▶ _Exercise goal_: In the records below, begin at the line that has "async fn run(cli: Cli)" and stop after the line that has "config.inject_hashes();"; quote those lines verbatim and nothing more.

Dataset extract Block Start

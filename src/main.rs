use std::collections::BTreeSet;
use std::path::PathBuf;
use std::process::ExitCode;

use anyhow::{Context, Result};
use clap::Parser;
use tracing_subscriber::EnvFilter;

use gatekeeper::config::{GatekeeperConfig, normalize_master_url};
use gatekeeper::errors::ConfigError;
use gatekeeper::orchestrator::{self, RunOptions, SimulatedFailure};

#[derive(Parser)]
#[command(name = "gatekeeper")]
#[command(version, about = "Watches build waterfalls and gates the commit tree")]
pub struct Cli {
    /// Master URLs to watch
    #[arg(value_name = "MASTER_URL", required_unless_present_any = ["verify", "flatten_json"])]
    pub masters: Vec<String>,

    /// Gatekeeper config file
    #[arg(long, default_value = "gatekeeper.json")]
    pub json: PathBuf,

    /// Build db file
    #[arg(long, default_value = "build_db.json")]
    pub build_db: PathBuf,

    /// Write an empty build db before the run
    #[arg(long)]
    pub clear_build_db: bool,

    /// Scan only; record high-water marks without classifying
    #[arg(long)]
    pub sync_build_db: bool,

    /// Do not save the build db at the end of the run
    #[arg(long)]
    pub skip_build_db_update: bool,

    /// Allow closing the tree
    #[arg(long)]
    pub set_status: bool,

    /// Allow reopening the tree
    #[arg(long)]
    pub open_tree: bool,

    /// Tree-status service root URL
    #[arg(long)]
    pub status_url: Option<String>,

    /// Account used for tree-status writes
    #[arg(long, default_value = "gatekeeper")]
    pub status_user: String,

    /// File holding the tree-status password
    #[arg(long)]
    pub password_file: Option<PathBuf>,

    /// Enable revision tracking (fire at most once per revision set)
    #[arg(long)]
    pub track_revisions: bool,

    /// Comma-separated build properties to track as revisions
    #[arg(long, default_value = "revision")]
    pub revision_properties: String,

    /// Sheriff roster URL pattern; %s is replaced with the class name
    #[arg(long)]
    pub sheriff_url: Option<String>,

    /// From address for notification mail
    #[arg(long, default_value = "buildbot@chromium.org")]
    pub default_from_email: String,

    /// Domain appended to bare usernames
    #[arg(long, default_value = "chromium.org")]
    pub email_domain: String,

    /// Comma-separated domains allowed to receive mail
    #[arg(long, default_value = "chromium.org,google.com")]
    pub filter_domain: String,

    /// Mail every resolved watcher regardless of domain
    #[arg(long)]
    pub disable_domain_filter: bool,

    /// Mailer endpoint URL
    #[arg(long)]
    pub email_app_url: Option<String>,

    /// File holding the mailer HMAC secret
    #[arg(long)]
    pub email_app_secret_file: Option<PathBuf>,

    /// Do not send any mail
    #[arg(long)]
    pub no_email_app: bool,

    /// Emoji list file for reopen messages, or the literal "None"
    #[arg(long)]
    pub emoji: Option<String>,

    /// Maximum concurrent master/build fetches
    #[arg(long, default_value = "8")]
    pub parallelism: usize,

    /// Validate the config and exit
    #[arg(long)]
    pub verify: bool,

    /// Print the expanded config with section hashes and exit
    #[arg(long)]
    pub flatten_json: bool,

    /// Omit section hashes from --flatten-json output
    #[arg(long)]
    pub no_hashes: bool,

    #[arg(short, long)]
    pub verbose: bool,

    /// Master for a simulated failure (skips the network scan)
    #[arg(long)]
    pub simulate_master: Option<String>,

    /// Builder for a simulated failure
    #[arg(long)]
    pub simulate_builder: Option<String>,

    /// Failing step for a simulated failure (repeatable)
    #[arg(long)]
    pub simulate_step: Vec<String>,
}

fn init_logging(verbose: bool) {
    let default = if verbose { "debug" } else { "info" };
    let filter = EnvFilter::try_from_default_env().unwrap_or_else(|_| EnvFilter::new(default));
    tracing_subscriber::fmt()
        .with_env_filter(filter)
        .with_target(false)
        .init();
}

fn read_secret(path: &std::path::Path) -> Result<String> {
    let content = std::fs::read_to_string(path)
        .with_context(|| format!("Failed to read secret file {}", path.display()))?;
    Ok(content.trim().to_string())
}

fn csv_set(value: &str) -> BTreeSet<String> {
    value
        .split(',')
        .map(str::trim)
        .filter(|s| !s.is_empty())
        .map(String::from)
        .collect()
}

fn build_options(cli: &Cli) -> Result<RunOptions> {
    let password = match &cli.password_file {
        Some(path) => read_secret(path)?,
        None => String::new(),
    };
    if (cli.set_status || cli.open_tree) && cli.status_url.is_some() && password.is_empty() {
        return Err(ConfigError::Usage(
            "--set-status/--open-tree with --status-url requires --password-file".into(),
        )
        .into());
    }

    let email_app_secret = match (&cli.email_app_url, cli.no_email_app) {
        (Some(_), false) => {
            let path = cli.email_app_secret_file.as_ref().ok_or_else(|| {
                ConfigError::Usage("--email-app-url requires --email-app-secret-file".into())
            })?;
            Some(read_secret(path)?)
        }
        _ => None,
    };

    let simulate = match (&cli.simulate_master, &cli.simulate_builder) {
        (Some(master), Some(builder)) => {
            if cli.simulate_step.is_empty() {
                return Err(ConfigError::Usage(
                    "simulation requires at least one --simulate-step".into(),
                )
                .into());
            }
            Some(SimulatedFailure {
                master: normalize_master_url(master),
                builder: builder.clone(),
                steps: cli.simulate_step.clone(),
            })
        }
        (None, None) => None,
        _ => {
            return Err(ConfigError::Usage(
                "--simulate-master and --simulate-builder must be given together".into(),
            )
            .into());
        }
    };

    Ok(RunOptions {
        masters: cli.masters.iter().map(|m| normalize_master_url(m)).collect(),
        config_path: cli.json.clone(),
        build_db_path: cli.build_db.clone(),
        clear_build_db: cli.clear_build_db,
        sync_build_db: cli.sync_build_db,
        skip_build_db_update: cli.skip_build_db_update,
        set_status: cli.set_status,
        open_tree: cli.open_tree,
        status_url: cli.status_url.clone(),
        status_user: cli.status_user.clone(),
        password,
        track_revisions: cli.track_revisions,
        revision_properties: csv_set(&cli.revision_properties).into_iter().collect(),
        sheriff_url: cli.sheriff_url.clone(),
        from_addr: cli.default_from_email.clone(),
        email_domain: cli.email_domain.clone(),
        filter_domains: if cli.disable_domain_filter {
            None
        } else {
            Some(csv_set(&cli.filter_domain))
        },
        email_app_url: if cli.no_email_app {
            None
        } else {
            cli.email_app_url.clone()
        },
        email_app_secret,
        parallelism: cli.parallelism,
        emoji: orchestrator::load_emoji(cli.emoji.as_deref())?,
        simulate,
    })
}

async fn run(cli: Cli) -> Result<()> {
    if cli.verify || cli.flatten_json {
        let mut config = GatekeeperConfig::load(&cli.json)?;
        if cli.verify {
            tracing::info!("config ok");
            return Ok(());
        }
        if !cli.no_hashes {
            config.inject_hashes();
        }
        println!("{}", config.flatten());
        return Ok(());
    }

    let options = build_options(&cli)?;
    orchestrator::run(options).await
}

#[tokio::main]
async fn main() -> ExitCode {
    let cli = Cli::parse();
    init_logging(cli.verbose);

    match run(cli).await {
        Ok(()) => ExitCode::SUCCESS,
        Err(err) => {
            tracing::error!("{:#}", err);
            // Config and usage problems exit 1; anything else that bubbles
            // up this far is an unrecoverable I/O failure.
            if err.downcast_ref::<ConfigError>().is_some() {
                ExitCode::from(1)
            } else {
                ExitCode::from(2)
            }
        }
    }
}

Dataset extract Block End

▶ _Result of this task_:
async fn run(cli: Cli) -> Result<()> {
    if cli.verify || cli.flatten_json {
        let mut config = GatekeeperConfig::load(&cli.json)?;
        if cli.verify {
            tracing::info!("config ok");
            return Ok(());
        }
        if !cli.no_hashes {
            config.inject_hashes();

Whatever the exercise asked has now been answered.